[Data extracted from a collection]
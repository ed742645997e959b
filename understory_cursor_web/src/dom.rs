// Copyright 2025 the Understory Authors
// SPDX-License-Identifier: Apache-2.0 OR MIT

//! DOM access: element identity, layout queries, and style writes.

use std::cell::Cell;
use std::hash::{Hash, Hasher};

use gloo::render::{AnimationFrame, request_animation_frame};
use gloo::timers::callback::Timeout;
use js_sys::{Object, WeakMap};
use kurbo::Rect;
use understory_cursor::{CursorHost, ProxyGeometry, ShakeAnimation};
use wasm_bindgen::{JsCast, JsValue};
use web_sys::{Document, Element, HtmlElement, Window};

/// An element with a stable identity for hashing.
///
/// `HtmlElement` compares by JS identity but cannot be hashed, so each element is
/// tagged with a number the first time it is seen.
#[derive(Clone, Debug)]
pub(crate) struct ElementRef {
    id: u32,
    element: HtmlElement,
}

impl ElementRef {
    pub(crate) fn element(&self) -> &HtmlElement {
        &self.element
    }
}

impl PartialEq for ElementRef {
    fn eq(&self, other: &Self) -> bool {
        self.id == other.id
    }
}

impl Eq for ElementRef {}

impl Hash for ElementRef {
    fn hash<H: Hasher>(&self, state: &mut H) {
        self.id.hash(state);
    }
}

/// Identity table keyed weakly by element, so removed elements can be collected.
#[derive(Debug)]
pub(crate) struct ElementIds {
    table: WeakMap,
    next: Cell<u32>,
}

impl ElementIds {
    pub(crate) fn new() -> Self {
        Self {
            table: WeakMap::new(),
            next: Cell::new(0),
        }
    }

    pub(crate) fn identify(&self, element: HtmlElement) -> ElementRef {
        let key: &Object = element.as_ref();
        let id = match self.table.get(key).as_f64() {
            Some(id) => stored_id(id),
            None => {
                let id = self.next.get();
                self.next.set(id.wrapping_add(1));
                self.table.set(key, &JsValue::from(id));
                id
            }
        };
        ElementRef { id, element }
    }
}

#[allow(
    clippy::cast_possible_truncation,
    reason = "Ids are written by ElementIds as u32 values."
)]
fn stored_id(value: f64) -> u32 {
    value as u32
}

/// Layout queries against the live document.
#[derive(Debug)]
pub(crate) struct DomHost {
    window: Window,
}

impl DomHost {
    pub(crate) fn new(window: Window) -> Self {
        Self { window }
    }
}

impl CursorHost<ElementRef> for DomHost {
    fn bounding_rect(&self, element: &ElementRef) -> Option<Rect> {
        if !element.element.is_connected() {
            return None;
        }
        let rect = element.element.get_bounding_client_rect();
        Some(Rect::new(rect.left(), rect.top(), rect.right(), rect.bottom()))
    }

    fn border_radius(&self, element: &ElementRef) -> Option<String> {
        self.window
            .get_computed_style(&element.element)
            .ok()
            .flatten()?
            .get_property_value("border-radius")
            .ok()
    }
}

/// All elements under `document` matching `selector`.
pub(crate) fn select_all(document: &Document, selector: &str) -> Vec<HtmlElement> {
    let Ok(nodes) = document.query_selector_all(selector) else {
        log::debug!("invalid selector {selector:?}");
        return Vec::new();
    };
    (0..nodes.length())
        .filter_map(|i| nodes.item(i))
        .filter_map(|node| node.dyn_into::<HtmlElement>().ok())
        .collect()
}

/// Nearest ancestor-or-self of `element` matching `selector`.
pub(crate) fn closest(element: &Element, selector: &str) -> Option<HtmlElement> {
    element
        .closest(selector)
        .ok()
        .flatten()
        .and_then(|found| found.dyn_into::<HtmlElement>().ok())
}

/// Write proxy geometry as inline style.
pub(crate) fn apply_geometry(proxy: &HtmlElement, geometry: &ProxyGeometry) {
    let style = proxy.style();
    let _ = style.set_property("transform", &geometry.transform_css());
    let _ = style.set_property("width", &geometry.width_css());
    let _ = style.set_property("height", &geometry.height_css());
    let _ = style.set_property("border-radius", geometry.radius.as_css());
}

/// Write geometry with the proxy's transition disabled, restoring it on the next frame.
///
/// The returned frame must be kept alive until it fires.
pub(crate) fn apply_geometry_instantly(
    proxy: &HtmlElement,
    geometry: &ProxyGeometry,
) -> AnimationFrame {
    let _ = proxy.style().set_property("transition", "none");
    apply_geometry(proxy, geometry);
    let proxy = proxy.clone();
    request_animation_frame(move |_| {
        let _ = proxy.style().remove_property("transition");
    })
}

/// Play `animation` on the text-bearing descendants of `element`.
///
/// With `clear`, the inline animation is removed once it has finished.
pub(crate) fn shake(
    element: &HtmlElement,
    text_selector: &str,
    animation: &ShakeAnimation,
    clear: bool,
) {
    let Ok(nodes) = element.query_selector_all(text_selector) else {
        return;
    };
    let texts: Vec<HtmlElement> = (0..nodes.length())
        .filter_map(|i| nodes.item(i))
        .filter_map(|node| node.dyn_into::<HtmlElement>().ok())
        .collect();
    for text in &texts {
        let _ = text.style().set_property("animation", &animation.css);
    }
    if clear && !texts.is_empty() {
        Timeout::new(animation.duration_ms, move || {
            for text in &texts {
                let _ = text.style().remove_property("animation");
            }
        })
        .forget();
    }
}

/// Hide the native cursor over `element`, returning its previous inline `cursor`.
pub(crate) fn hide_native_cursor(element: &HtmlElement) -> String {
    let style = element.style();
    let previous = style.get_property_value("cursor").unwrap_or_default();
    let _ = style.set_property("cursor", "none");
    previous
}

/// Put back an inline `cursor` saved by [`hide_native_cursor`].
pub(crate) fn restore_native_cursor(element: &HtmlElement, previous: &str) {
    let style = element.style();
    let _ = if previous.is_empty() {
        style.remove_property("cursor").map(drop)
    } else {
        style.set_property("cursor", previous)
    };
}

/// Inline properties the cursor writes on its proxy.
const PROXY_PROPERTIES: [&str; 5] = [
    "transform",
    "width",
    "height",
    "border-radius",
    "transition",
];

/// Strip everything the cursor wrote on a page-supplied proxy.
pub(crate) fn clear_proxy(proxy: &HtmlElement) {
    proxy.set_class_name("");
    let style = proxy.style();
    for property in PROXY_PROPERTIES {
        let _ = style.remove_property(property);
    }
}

■ Your task ■
Return every record above exactly as written.

■ Answer for this exercise ■
repository ed742645997e959b
filename understory_cursor_web/src/dom.rs
// Copyright 2025 the Understory Authors
// SPDX-License-Identifier: Apache-2.0 OR MIT

//! DOM access: element identity, layout queries, and style writes.

use std::cell::Cell;
use std::hash::{Hash, Hasher};

use gloo::render::{AnimationFrame, request_animation_frame};
use gloo::timers::callback::Timeout;
use js_sys::{Object, WeakMap};
use kurbo::Rect;
use understory_cursor::{CursorHost, ProxyGeometry, ShakeAnimation};
use wasm_bindgen::{JsCast, JsValue};
use web_sys::{Document, Element, HtmlElement, Window};

/// An element with a stable identity for hashing.
///
/// `HtmlElement` compares by JS identity but cannot be hashed, so each element is
/// tagged with a number the first time it is seen.
#[derive(Clone, Debug)]
pub(crate) struct ElementRef {
    id: u32,
    element: HtmlElement,
}

impl ElementRef {
    pub(crate) fn element(&self) -> &HtmlElement {
        &self.element
    }
}

impl PartialEq for ElementRef {
    fn eq(&self, other: &Self) -> bool {
        self.id == other.id
    }
}

impl Eq for ElementRef {}

impl Hash for ElementRef {
    fn hash<H: Hasher>(&self, state: &mut H) {
        self.id.hash(state);
    }
}

/// Identity table keyed weakly by element, so removed elements can be collected.
#[derive(Debug)]
pub(crate) struct ElementIds {
    table: WeakMap,
    next: Cell<u32>,
}

impl ElementIds {
    pub(crate) fn new() -> Self {
        Self {
            table: WeakMap::new(),
            next: Cell::new(0),
        }
    }

    pub(crate) fn identify(&self, element: HtmlElement) -> ElementRef {
        let key: &Object = element.as_ref();
        let id = match self.table.get(key).as_f64() {
            Some(id) => stored_id(id),
            None => {
                let id = self.next.get();
                self.next.set(id.wrapping_add(1));
                self.table.set(key, &JsValue::from(id));
                id
            }
        };
        ElementRef { id, element }
    }
}

#[allow(
    clippy::cast_possible_truncation,
    reason = "Ids are written by ElementIds as u32 values."
)]
fn stored_id(value: f64) -> u32 {
    value as u32
}

/// Layout queries against the live document.
#[derive(Debug)]
pub(crate) struct DomHost {
    window: Window,
}

impl DomHost {
    pub(crate) fn new(window: Window) -> Self {
        Self { window }
    }
}

impl CursorHost<ElementRef> for DomHost {
    fn bounding_rect(&self, element: &ElementRef) -> Option<Rect> {
        if !element.element.is_connected() {
            return None;
        }
        let rect = element.element.get_bounding_client_rect();
        Some(Rect::new(rect.left(), rect.top(), rect.right(), rect.bottom()))
    }

    fn border_radius(&self, element: &ElementRef) -> Option<String> {
        self.window
            .get_computed_style(&element.element)
            .ok()
            .flatten()?
            .get_property_value("border-radius")
            .ok()
    }
}

/// All elements under `document` matching `selector`.
pub(crate) fn select_all(document: &Document, selector: &str) -> Vec<HtmlElement> {
    let Ok(nodes) = document.query_selector_all(selector) else {
        log::debug!("invalid selector {selector:?}");
        return Vec::new();
    };
    (0..nodes.length())
        .filter_map(|i| nodes.item(i))
        .filter_map(|node| node.dyn_into::<HtmlElement>().ok())
        .collect()
}

/// Nearest ancestor-or-self of `element` matching `selector`.
pub(crate) fn closest(element: &Element, selector: &str) -> Option<HtmlElement> {
    element
        .closest(selector)
        .ok()
        .flatten()
        .and_then(|found| found.dyn_into::<HtmlElement>().ok())
}

/// Write proxy geometry as inline style.
pub(crate) fn apply_geometry(proxy: &HtmlElement, geometry: &ProxyGeometry) {
    let style = proxy.style();
    let _ = style.set_property("transform", &geometry.transform_css());
    let _ = style.set_property("width", &geometry.width_css());
    let _ = style.set_property("height", &geometry.height_css());
    let _ = style.set_property("border-radius", geometry.radius.as_css());
}

/// Write geometry with the proxy's transition disabled, restoring it on the next frame.
///
/// The returned frame must be kept alive until it fires.
pub(crate) fn apply_geometry_instantly(
    proxy: &HtmlElement,
    geometry: &ProxyGeometry,
) -> AnimationFrame {
    let _ = proxy.style().set_property("transition", "none");
    apply_geometry(proxy, geometry);
    let proxy = proxy.clone();
    request_animation_frame(move |_| {
        let _ = proxy.style().remove_property("transition");
    })
}

/// Play `animation` on the text-bearing descendants of `element`.
///
/// With `clear`, the inline animation is removed once it has finished.
pub(crate) fn shake(
    element: &HtmlElement,
    text_selector: &str,
    animation: &ShakeAnimation,
    clear: bool,
) {
    let Ok(nodes) = element.query_selector_all(text_selector) else {
        return;
    };
    let texts: Vec<HtmlElement> = (0..nodes.length())
        .filter_map(|i| nodes.item(i))
        .filter_map(|node| node.dyn_into::<HtmlElement>().ok())
        .collect();
    for text in &texts {
        let _ = text.style().set_property("animation", &animation.css);
    }
    if clear && !texts.is_empty() {
        Timeout::new(animation.duration_ms, move || {
            for text in &texts {
                let _ = text.style().remove_property("animation");
            }
        })
        .forget();
    }
}

/// Hide the native cursor over `element`, returning its previous inline `cursor`.
pub(crate) fn hide_native_cursor(element: &HtmlElement) -> String {
    let style = element.style();
    let previous = style.get_property_value("cursor").unwrap_or_default();
    let _ = style.set_property("cursor", "none");
    previous
}

/// Put back an inline `cursor` saved by [`hide_native_cursor`].
pub(crate) fn restore_native_cursor(element: &HtmlElement, previous: &str) {
    let style = element.style();
    let _ = if previous.is_empty() {
        style.remove_property("cursor").map(drop)
    } else {
        style.set_property("cursor", previous)
    };
}

/// Inline properties the cursor writes on its proxy.
const PROXY_PROPERTIES: [&str; 5] = [
    "transform",
    "width",
    "height",
    "border-radius",
    "transition",
];

/// Strip everything the cursor wrote on a page-supplied proxy.
pub(crate) fn clear_proxy(proxy: &HtmlElement) {
    proxy.set_class_name("");
    let style = proxy.style();
    for property in PROXY_PROPERTIES {
        let _ = style.remove_property(property);
    }
}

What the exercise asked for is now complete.